Fig. 4.

Biochemical and functional measures of EVs isolated from cultured cells. (A) EVs were isolated from the culture medium of a Shh-overexpressing cell line, ShhN-HEK293 (Shh cells). Immunoblots of density-fractionated samples show that Shh (detected by Shh 2287 antibody) is present, but is not concentrated in the Flot1-enriched exosome fraction. (B) EVs isolated from culture medium of hippocampal neurons were subjected to immunoblot analysis. Quantification of Shh by normalizing to Flot1 show significantly smaller amounts of Shh in neuron-derived EVs compared to EVs derived from Shh-overexpressing cells. s, Shh-overexpressing cells; n, neurons; mw, molecular weight markers. (C) Shh bioactivity was measured using Shh-Light2 assay. EVs from the Shh-overexpressing cell line (Shh cells) displayed high Shh activity, whereas EV-depleted samples (EVd) had no Shh activity. EVs from neurons were also assayed. No Shh bioactivity was detected in either EVs or EVd samples. Control (Ctr), culture medium from HEK293 cells; ShhN, culture medium from ShhN-HEK293 cells (5%). The assay was repeated three times. Data represented as mean±s.e.m.; ***P<0.001; n.s., not significant. (D) Representative images of neurons grown in a compartmentalized culture system for 6 days.
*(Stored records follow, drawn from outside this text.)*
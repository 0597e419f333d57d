use std::path::Path;

use crate::domain::AppError;

/// Port for asking the user before a file is created.
pub trait UserConfirmation {
    /// Ask whether the missing root-relative `path` should be created.
    fn prompt_create(&self, path: &Path) -> Result<bool, AppError>;
}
EVs isolated from ShhN overexpressing cells were added to the soma compartment, and neurons were grown for one additional day. Neurons were immunolabeled with a neuronal marker, Tuj1. Images were inverted for better visualization of axons. Scale bar: 450 µm. (E) Quantitative analysis of Tuj1 fluorescence intensity in axons. The experiment was repeated four times. Data represented as mean±s.e.m.; ***P<0.001; n.s., not significant.